El calor de la tarde se dejaba notar y, no obstante el ventilador que colgaba del cielo raso de la habitación, sus cuerpos transcurrían húmedos y tentadores. Como si las palabras de la mujer hubieran hecho mella en Melcíades éste se aproximó a ella titubeante, inexperto, torpe. El contacto de los cuerpos que emiten abundante sudor puede repeler si no pesa más el deseo. Ella le sintió extraño, diferente. Pero lejos de repudiar esa actitud timorata del hombre se sintió azotada por su modo de hacer. Melcíades comenzó a describir con sus dedos una serie de círculos imaginarios sobre la carne de ella. Círculos que se propagaban y se reducían de modo cadencioso y prudente. Trazados en espiral que recorrían el torso y el abdomen de ella ampliándose y achicándose hasta una parada donde él fijaba el dedo y lo dejaba morir. 

Arnuncia Ortiz, esposa infiel e hija de una familia cuya nobleza era puesta en entredicho por muchos paisanos, cerró los ojos. “No sé si eres tú o si eres uno de tus seres secretos”, dijo entre suspiros, mientras se abandonaba a un hombre imprevisto, fantasmal, vigoroso.

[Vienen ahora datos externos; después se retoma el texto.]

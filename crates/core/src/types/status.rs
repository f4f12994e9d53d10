//! Status enums for records owned by the backend API.

use serde::{Deserialize, Serialize};

/// Generates `Display`/`FromStr`/`label()`/`ALL` for a snake_case status enum.
macro_rules! status_enum {
    (
        $(#[$meta:meta])*
        $name:ident {
            $($(#[$vmeta:meta])* $variant:ident => ($wire:literal, $label:literal)),+ $(,)?
        }
    ) => {
        $(#[$meta])*
        #[derive(Debug, Clone, Copy, PartialEq, Eq, Hash, Serialize, Deserialize)]
        #[serde(rename_all = "snake_case")]
        pub enum $name {
            $($(#[$vmeta])* $variant),+
        }

        impl $name {
            /// Every variant, in workflow order.
            pub const ALL: &'static [Self] = &[$(Self::$variant),+];

            /// Wire value used by the backend API.
            #[must_use]
            pub const fn as_str(&self) -> &'static str {
                match self {
                    $(Self::$variant => $wire),+
                }
            }

            /// Human-readable label shown in templates.
            #[must_use]
            pub const fn label(&self) -> &'static str {
                match self {
                    $(Self::$variant => $label),+
                }
            }
        }

        impl std::fmt::Display for $name {
            fn fmt(&self, f: &mut std::fmt::Formatter<'_>) -> std::fmt::Result {
                f.write_str(self.as_str())
            }
        }

        impl std::str::FromStr for $name {
            type Err = String;

            fn from_str(s: &str) -> Result<Self, Self::Err> {
                match s {
                    $($wire => Ok(Self::$variant),)+
                    other => Err(format!(concat!("invalid ", stringify!($name), ": {}"), other)),
                }
            }
        }
    };
}

status_enum! {
    /// Order lifecycle status as reported by the backend.
    OrderStatus {
        Pending => ("pending", "Pendiente"),
        Paid => ("paid", "Pagado"),
        Processing => ("processing", "En preparación"),
        Shipped => ("shipped", "Enviado"),
        Delivered => ("delivered", "Entregado"),
        Cancelled => ("cancelled", "Cancelado"),
    }
}

impl Default for OrderStatus {
    fn default() -> Self {
        Self::Pending
    }
}

impl OrderStatus {
    /// CSS badge class for the status.
    #[must_use]
    pub const fn badge_class(&self) -> &'static str {
        match self {
            Self::Pending => "badge badge-warning",
            Self::Paid | Self::Processing => "badge badge-info",
            Self::Shipped | Self::Delivered => "badge badge-success",
            Self::Cancelled => "badge badge-muted",
        }
    }
}

status_enum! {
    /// Installation / maintenance appointment status.
    AppointmentStatus {
        Pending => ("pending", "Pendiente"),
        Confirmed => ("confirmed", "Confirmada"),
        InProgress => ("in_progress", "En curso"),
        Completed => ("completed", "Completada"),
        Cancelled => ("cancelled", "Cancelada"),
    }
}

impl Default for AppointmentStatus {
    fn default() -> Self {
        Self::Pending
    }
}

impl AppointmentStatus {
    /// Whether the appointment still occupies a technician's schedule.
    #[must_use]
    pub const fn is_open(&self) -> bool {
        matches!(self, Self::Pending | Self::Confirmed | Self::InProgress)
    }
}

status_enum! {
    /// Back-office user role.
    UserRole {
        /// Full access including user management.
        Admin => ("admin", "Administrador"),
        /// Catalog, orders and scheduling, no user management.
        Manager => ("manager", "Gerente"),
        /// Read access to the schedule.
        Technician => ("technician", "Técnico"),
    }
}

/// Payment transaction status reported by Wompi.
#[derive(Debug, Clone, Copy, PartialEq, Eq, Hash, Serialize, Deserialize)]
#[serde(rename_all = "SCREAMING_SNAKE_CASE")]
pub enum PaymentStatus {
    Pending,
    Approved,
    Declined,
    Voided,
    Error,
}

impl PaymentStatus {
    /// Whether the payment completed successfully.
    #[must_use]
    pub const fn is_approved(&self) -> bool {
        matches!(self, Self::Approved)
    }

    /// Whether the status can still change.
    #[must_use]
    pub const fn is_final(&self) -> bool {
        !matches!(self, Self::Pending)
    }

    /// Human-readable label.
    #[must_use]
    pub const fn label(&self) -> &'static str {
        match self {
            Self::Pending => "Pago pendiente",
            Self::Approved => "Pago aprobado",
            Self::Declined => "Pago rechazado",
            Self::Voided => "Pago anulado",
            Self::Error => "Error en el pago",
        }
    }
}

#[cfg(test)]
#[allow(clippy::unwrap_used)]
mod tests {
    use super::*;

    #[test]
    fn test_order_status_wire_format() {
        assert_eq!(
            serde_json::to_string(&OrderStatus::Processing).unwrap(),
            "\"processing\""
        );
        assert_eq!(
            "cancelled".parse::<OrderStatus>(),
            Ok(OrderStatus::Cancelled)
        );
        assert!("lost".parse::<OrderStatus>().is_err());
    }

    #[test]
    fn test_appointment_status_in_progress_is_snake_case() {
        let parsed: AppointmentStatus = serde_json::from_str("\"in_progress\"").unwrap();
        assert_eq!(parsed, AppointmentStatus::InProgress);
        assert!(parsed.is_open());
        assert!(!AppointmentStatus::Completed.is_open());
    }

    #[test]
    fn test_user_role_all_and_labels() {
        assert_eq!(UserRole::ALL.len(), 3);
        assert_eq!(UserRole::Manager.to_string(), "manager");
        assert_eq!(UserRole::Technician.label(), "Técnico");
    }

    #[test]
    fn test_payment_status_screaming_case() {
        let parsed: PaymentStatus = serde_json::from_str("\"APPROVED\"").unwrap();
        assert!(parsed.is_approved());
        assert!(!PaymentStatus::Pending.is_final());
    }
}
//! Customer screens.

use askama::Template;
use askama_web::WebTemplate;
use axum::{
    extract::{Path, Query, State},
    response::Redirect,
};
use climatech_core::CustomerId;
use climatech_core::records::{Customer, Order};
use tower_sessions::Session;
use tracing::instrument;

use crate::components::{
    DataTableConfig, SortDir, TableColumn, TableFilter, TableQuery, TableRow, TableState,
};
use crate::error::Result;
use crate::filters;
use crate::middleware::RequireAdminAuth;
use crate::routes::{AdminPage, finish};
use crate::state::AppState;

impl TableRow for Customer {
    fn cell(&self, key: &str) -> String {
        match key {
            "name" => self.name.clone(),
            "email" => self.email.clone(),
            "phone" => self.phone.clone().unwrap_or_default(),
            "city" => self.city.clone().unwrap_or_default(),
            "orders" => self.orders_count.to_string(),
            "status" => if self.is_active { "active" } else { "inactive" }.to_string(),
            _ => String::new(),
        }
    }

    fn search_text(&self, key: &str) -> String {
        match key {
            "status" => if self.is_active { "Activo" } else { "Bloqueado" }.to_string(),
            other => self.cell(other),
        }
    }
}

fn table_config() -> DataTableConfig {
    DataTableConfig::new("/customers")
        .column(TableColumn::sortable("name", "Nombre"))
        .column(TableColumn::sortable("email", "Correo"))
        .column(TableColumn::new("phone", "Teléfono"))
        .column(TableColumn::sortable("city", "Ciudad"))
        .column(TableColumn::sortable("orders", "Pedidos"))
        .column(TableColumn::sortable("status", "Estado"))
        .filter(TableFilter {
            key: "status",
            label: "Estado",
            options: vec![
                ("active".into(), "Activos".into()),
                ("inactive".into(), "Bloqueados".into()),
            ],
        })
        .search_placeholder("Buscar por nombre, correo o ciudad...")
        .empty_state("No hay clientes registrados")
        .default_sort("name", SortDir::Asc)
}

#[derive(Template, WebTemplate)]
#[template(path = "customers/index.html")]
pub struct CustomersIndexTemplate {
    pub page: AdminPage,
    pub table: TableState<Customer>,
}

#[instrument(skip(admin, state, session, query))]
pub async fn index(
    RequireAdminAuth(admin): RequireAdminAuth,
    State(state): State<AppState>,
    session: Session,
    Query(query): Query<TableQuery>,
) -> Result<CustomersIndexTemplate> {
    let customers = state.api().as_user(&admin.backend).list_customers().await?;
    Ok(CustomersIndexTemplate {
        page: AdminPage::new(&admin, "/customers", &session).await,
        table: TableState::build(customers, &table_config(), &query),
    })
}

/// Orders placed with the customer's email, newest first.
#[must_use]
pub fn orders_of(customer: &Customer, orders: Vec<Order>) -> Vec<Order> {
    let mut mine: Vec<Order> = orders
        .into_iter()
        .filter(|o| o.customer.email.as_str().eq_ignore_ascii_case(customer.email.trim()))
        .collect();
    mine.sort_by(|a, b| b.created_at.cmp(&a.created_at));
    mine
}

#[derive(Template, WebTemplate)]
#[template(path = "customers/show.html")]
pub struct CustomerShowTemplate {
    pub page: AdminPage,
    pub customer: Customer,
    pub orders: Vec<Order>,
}

/// Customer detail with their order history.
#[instrument(skip(admin, state, session))]
pub async fn show(
    RequireAdminAuth(admin): RequireAdminAuth,
    State(state): State<AppState>,
    session: Session,
    Path(id): Path<i64>,
) -> Result<CustomerShowTemplate> {
    let api = state.api().as_user(&admin.backend);
    let (customer, orders) = tokio::join!(api.get_customer(CustomerId::new(id)), api.list_orders());
    let customer = customer?;
    let orders = orders?;

    Ok(CustomerShowTemplate {
        page: AdminPage::new(&admin, "/customers", &session).await,
        orders: orders_of(&customer, orders),
        customer,
    })
}

/// Block or unblock a customer account.
#[instrument(skip(admin, state, session))]
pub async fn toggle(
    RequireAdminAuth(admin): RequireAdminAuth,
    State(state): State<AppState>,
    session: Session,
    Path(id): Path<i64>,
) -> Result<Redirect> {
    let api = state.api().as_user(&admin.backend);
    let id = CustomerId::new(id);
    let customer = api.get_customer(id).await?;

    let outcome = api
        .set_customer_active(id, !customer.is_active)
        .await
        .map(|updated| {
            if updated.is_active {
                format!("{} desbloqueado", updated.name)
            } else {
                format!("{} bloqueado", updated.name)
            }
        });
    finish(&session, &format!("/customers/{id}"), outcome).await
}

#[cfg(test)]
#[allow(clippy::unwrap_used)]
mod tests {
    use serde_json::json;

    use super::*;

    fn order(id: i64, email: &str, created: &str) -> Order {
        serde_json::from_value(json!({
            "id": id, "reference": format!("CT-{id}"), "status": "paid", "total": 100,
            "items": [], "createdAt": created,
            "customer": {"name": "Luis", "email": email, "phone": "300", "address": "Cra 1", "city": "Cali"}
        }))
        .unwrap()
    }

    #[test]
    fn test_orders_of_matches_email_newest_first() {
        let customer: Customer = serde_json::from_value(json!({
            "id": 4, "name": "Luis", "email": "Luis@Mail.co"
        }))
        .unwrap();
        let orders = vec![
            order(1, "luis@mail.co", "2026-01-02T10:00:00Z"),
            order(2, "otra@mail.co", "2026-01-03T10:00:00Z"),
            order(3, "luis@mail.co", "2026-02-01T10:00:00Z"),
        ];
        let mine: Vec<i64> = orders_of(&customer, orders).iter().map(|o| o.id.as_i64()).collect();
        assert_eq!(mine, vec![3, 1]);
    }

    #[test]
    fn test_customer_cells() {
        let customer: Customer = serde_json::from_value(json!({
            "id": 4, "name": "Luis", "email": "l@mail.co", "isActive": false, "ordersCount": 3
        }))
        .unwrap();
        assert_eq!(customer.cell("status"), "inactive");
        assert_eq!(customer.cell("orders"), "3");
        assert_eq!(customer.cell("city"), "");
    }

    #[test]
    fn test_search_matches_blocked_label_and_order_count() {
        let customers: Vec<Customer> = serde_json::from_value(json!([
            {"id": 1, "name": "Luis", "email": "l@mail.co", "isActive": false, "ordersCount": 3},
            {"id": 2, "name": "Ana", "email": "a@mail.co", "isActive": true, "ordersCount": 12}
        ]))
        .unwrap();
        let search = |q: &str| {
            let query = TableQuery {
                q: Some(q.into()),
                ..TableQuery::default()
            };
            TableState::build(customers.clone(), &table_config(), &query)
                .rows
                .iter()
                .map(|c| c.name.clone())
                .collect::<Vec<_>>()
        };
        assert_eq!(search("bloqueado"), vec!["Luis"]);
        assert_eq!(search("12"), vec!["Ana"]);
    }
}

//! Persisting a new display order.
//!
//! One PUT per item, all in flight at once. There is no transaction on the
//! backend: when some writes fail the report lists them and the list page
//! shows whatever the backend ended up with. Nothing is retried.

use climatech_core::{Content, ContentId};
use futures::future::join_all;
use tracing::instrument;

use super::AuthorizedApi;

/// Outcome of [`AuthorizedApi::persist_order`].
#[derive(Debug, Default, Clone, PartialEq, Eq)]
pub struct ReorderReport {
    /// Items whose new position was saved.
    pub saved: usize,
    /// Items that failed, with the error shown to staff.
    pub failed: Vec<(ContentId, String)>,
}

impl ReorderReport {
    /// Whether every write succeeded.
    #[must_use]
    pub const fn is_complete(&self) -> bool {
        self.failed.is_empty()
    }
}

impl AuthorizedApi<'_> {
    /// Save the `order` of every item in `items`, one PUT per item.
    ///
    /// Only the items passed are written. The slides screen passes the
    /// output of [`crate::routes::slides::changed_positions`], so slides
    /// whose position did not change get no request.
    #[instrument(skip(self, items), fields(count = items.len()))]
    pub async fn persist_order(&self, items: &[Content]) -> ReorderReport {
        let writes = items
            .iter()
            .map(|item| async move { (item.id, self.set_order(item, item.order).await) });

        let mut report = ReorderReport::default();
        for (id, result) in join_all(writes).await {
            match result {
                Ok(_) => report.saved += 1,
                Err(e) => {
                    tracing::error!(id = %id, error = %e, "Failed to persist position");
                    report.failed.push((id, e.user_message()));
                }
            }
        }

        if !report.is_complete() {
            tracing::warn!(
                saved = report.saved,
                failed = report.failed.len(),
                "Reorder partially saved"
            );
        }
        report
    }
}

#[cfg(test)]
#[allow(clippy::unwrap_used)]
mod tests {
    use std::sync::{Arc, Mutex};

    use axum::extract::{Path, State};
    use axum::http::{HeaderMap, StatusCode};
    use axum::response::IntoResponse;
    use axum::routing::put;
    use axum::{Json, Router};
    use climatech_core::{Content, ContentId, ContentType, reorder};
    use serde_json::{Value, json};

    use super::super::ApiClient;
    use super::super::tests::{authorized, session, spawn};

    type Writes = Arc<Mutex<Vec<(i64, i64)>>>;

    fn slide(id: i64, order: i32) -> Content {
        serde_json::from_value(json!({
            "id": id, "type": "slide", "title": format!("Slide {id}"), "order": order
        }))
        .unwrap()
    }

    async fn record(
        State(writes): State<Writes>,
        Path(id): Path<i64>,
        headers: HeaderMap,
        Json(body): Json<Value>,
    ) -> axum::response::Response {
        if !authorized(&headers) {
            return StatusCode::UNAUTHORIZED.into_response();
        }
        if id == 3 {
            return (StatusCode::INTERNAL_SERVER_ERROR, "boom").into_response();
        }
        let order = body["order"].as_i64().unwrap();
        writes.lock().unwrap().push((id, order));
        Json(json!({"id": id, "type": "slide", "title": "x", "order": order})).into_response()
    }

    #[tokio::test]
    async fn test_persist_order_reports_partial_failure() {
        let writes: Writes = Arc::default();
        let router = Router::new()
            .route("/api/content/slide/{id}", put(record))
            .with_state(writes.clone());
        let client = ApiClient::new(&spawn(router).await);
        let session = session();

        let mut slides = vec![slide(1, 1), slide(2, 2), slide(3, 3)];
        reorder::move_item(&mut slides, 2, 0).unwrap();

        let report = client.as_user(&session).persist_order(&slides).await;
        assert_eq!(report.saved, 2);
        assert_eq!(report.failed.len(), 1);
        assert_eq!(report.failed[0].0, ContentId::new(3));
        assert!(!report.is_complete());

        let mut saved = writes.lock().unwrap().clone();
        saved.sort_unstable();
        assert_eq!(saved, vec![(1, 2), (2, 3)]);
        assert_eq!(slides[0].content_type, ContentType::Slide);
    }

    #[tokio::test]
    async fn test_persist_order_writes_only_items_passed() {
        let writes: Writes = Arc::default();
        let router = Router::new()
            .route("/api/content/slide/{id}", put(record))
            .with_state(writes.clone());
        let client = ApiClient::new(&spawn(router).await);
        let session = session();

        let report = client
            .as_user(&session)
            .persist_order(&[slide(4, 1), slide(1, 2)])
            .await;
        assert_eq!(report.saved, 2);
        assert!(report.is_complete());

        let mut saved = writes.lock().unwrap().clone();
        saved.sort_unstable();
        assert_eq!(saved, vec![(1, 2), (4, 1)]);
    }

    #[tokio::test]
    async fn test_persist_order_empty_is_complete() {
        let client = ApiClient::new("http://127.0.0.1:9");
        let session = session();
        let report = client.as_user(&session).persist_order(&[]).await;
        assert!(report.is_complete());
        assert_eq!(report.saved, 0);
    }
}
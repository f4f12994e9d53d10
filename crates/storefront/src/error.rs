//! Unified error handling with Sentry integration.
//!
//! Provides a unified `AppError` type that captures errors to Sentry before
//! responding to the client. All route handlers should return `Result<T, AppError>`.

use axum::{
    http::StatusCode,
    response::{IntoResponse, Response},
};
use thiserror::Error;

use crate::backend::BackendError;
use crate::payment::PaymentError;

/// Application-level error type for the storefront.
#[derive(Debug, Error)]
pub enum AppError {
    /// Business API call failed.
    #[error("Backend error: {0}")]
    Backend(#[from] BackendError),

    /// Payment provider call failed.
    #[error("Payment error: {0}")]
    Payment(#[from] PaymentError),

    /// Session store failed.
    #[error("Session error: {0}")]
    Session(#[from] tower_sessions::session::Error),

    /// Resource not found.
    #[error("Not found: {0}")]
    NotFound(String),

    /// Bad request from client.
    #[error("Bad request: {0}")]
    BadRequest(String),

    /// Rate limited.
    #[error("Rate limited")]
    RateLimited,

    /// Internal server error.
    #[error("Internal error: {0}")]
    Internal(String),
}

impl AppError {
    fn status(&self) -> StatusCode {
        match self {
            Self::Backend(BackendError::NotFound(_)) | Self::NotFound(_) => StatusCode::NOT_FOUND,
            Self::Backend(BackendError::RateLimited(_)) | Self::RateLimited => {
                StatusCode::TOO_MANY_REQUESTS
            }
            Self::Backend(err) if err.is_client_error() => StatusCode::BAD_REQUEST,
            Self::Backend(_) | Self::Payment(_) => StatusCode::BAD_GATEWAY,
            Self::BadRequest(_) => StatusCode::BAD_REQUEST,
            Self::Session(_) | Self::Internal(_) => StatusCode::INTERNAL_SERVER_ERROR,
        }
    }
}

impl IntoResponse for AppError {
    fn into_response(self) -> Response {
        let status = self.status();

        if status.is_server_error() {
            let event_id = sentry::capture_error(&self);
            tracing::error!(
                error = %self,
                sentry_event_id = %event_id,
                "Request error"
            );
        }

        // Don't expose internal error details to clients
        let message = match &self {
            Self::Backend(BackendError::Status { body, .. }) if status == StatusCode::BAD_REQUEST => {
                body.clone()
            }
            Self::Backend(BackendError::NotFound(_)) | Self::NotFound(_) => {
                "No encontramos lo que buscas".to_string()
            }
            Self::Backend(BackendError::RateLimited(_)) | Self::RateLimited => {
                "Demasiadas solicitudes, intenta de nuevo en un momento".to_string()
            }
            Self::BadRequest(msg) => msg.clone(),
            Self::Backend(_) | Self::Payment(_) => {
                "Servicio externo no disponible, intenta más tarde".to_string()
            }
            Self::Session(_) | Self::Internal(_) => "Error interno del servidor".to_string(),
        };

        (status, message).into_response()
    }
}

/// Result type alias for `AppError`.
pub type Result<T> = std::result::Result<T, AppError>;

/// Add a breadcrumb for visitor actions.
///
/// Breadcrumbs appear in Sentry error reports to show the trail of actions
/// leading up to an error.
pub fn add_breadcrumb(category: &str, message: &str, data: Option<&[(&str, &str)]>) {
    let mut breadcrumb = sentry::Breadcrumb {
        category: Some(category.to_string()),
        message: Some(message.to_string()),
        level: sentry::Level::Info,
        ..Default::default()
    };

    if let Some(pairs) = data {
        for (key, value) in pairs {
            breadcrumb.data.insert(
                (*key).to_string(),
                serde_json::Value::String((*value).to_string()),
            );
        }
    }

    sentry::add_breadcrumb(breadcrumb);
}

#[cfg(test)]
mod tests {
    use super::*;

    fn get_status(err: AppError) -> StatusCode {
        err.into_response().status()
    }

    #[test]
    fn test_app_error_display() {
        let err = AppError::NotFound("product-123".to_string());
        assert_eq!(err.to_string(), "Not found: product-123");
    }

    #[test]
    fn test_app_error_status_codes() {
        assert_eq!(
            get_status(AppError::NotFound("test".to_string())),
            StatusCode::NOT_FOUND
        );
        assert_eq!(
            get_status(AppError::BadRequest("test".to_string())),
            StatusCode::BAD_REQUEST
        );
        assert_eq!(get_status(AppError::RateLimited), StatusCode::TOO_MANY_REQUESTS);
        assert_eq!(
            get_status(AppError::Internal("test".to_string())),
            StatusCode::INTERNAL_SERVER_ERROR
        );
    }

    #[test]
    fn test_backend_errors_map_to_gateway_or_client_status() {
        assert_eq!(
            get_status(AppError::Backend(BackendError::NotFound("x".into()))),
            StatusCode::NOT_FOUND
        );
        assert_eq!(
            get_status(AppError::Backend(BackendError::Status {
                status: 422,
                body: "invalid".into()
            })),
            StatusCode::BAD_REQUEST
        );
        assert_eq!(
            get_status(AppError::Backend(BackendError::Status {
                status: 503,
                body: "down".into()
            })),
            StatusCode::BAD_GATEWAY
        );
    }
}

A Melcíades le asaltó a su vez la sensación de que la mujer que tenía al lado era otra mujer. Olvidó su nombre, ignoró los anteriores encuentros, borró de su memoria todo aquello que había observado otras veces que a ella le procuraba placer. Aquel brote de imaginación era acompañado por nuevas sensibilidades mutuas. Arnuncia no pudo evitar sincerarse en el límite de su extrema fatiga. “Así me gustas, mi Secreto”, pronunció en el oído del hombre mientras se sentía adolescente y contenía el nervio. Sintió que la pasión de aquella tarde se revestía del atractivo temor original que hirió su intimidad en manos del primer hombre. Y tembló junto al perfil del cuerpo de Melcíades. “Haces que me sienta como la primera mujer”, dijo ella con expresión críptica. No menos oscuro le respondió Arango: “¿Acaso no sabes aquello de que la última será la primera?”



miércoles, 29 de mayo de 2013

la audición


(Fotografía de Vivian Maier)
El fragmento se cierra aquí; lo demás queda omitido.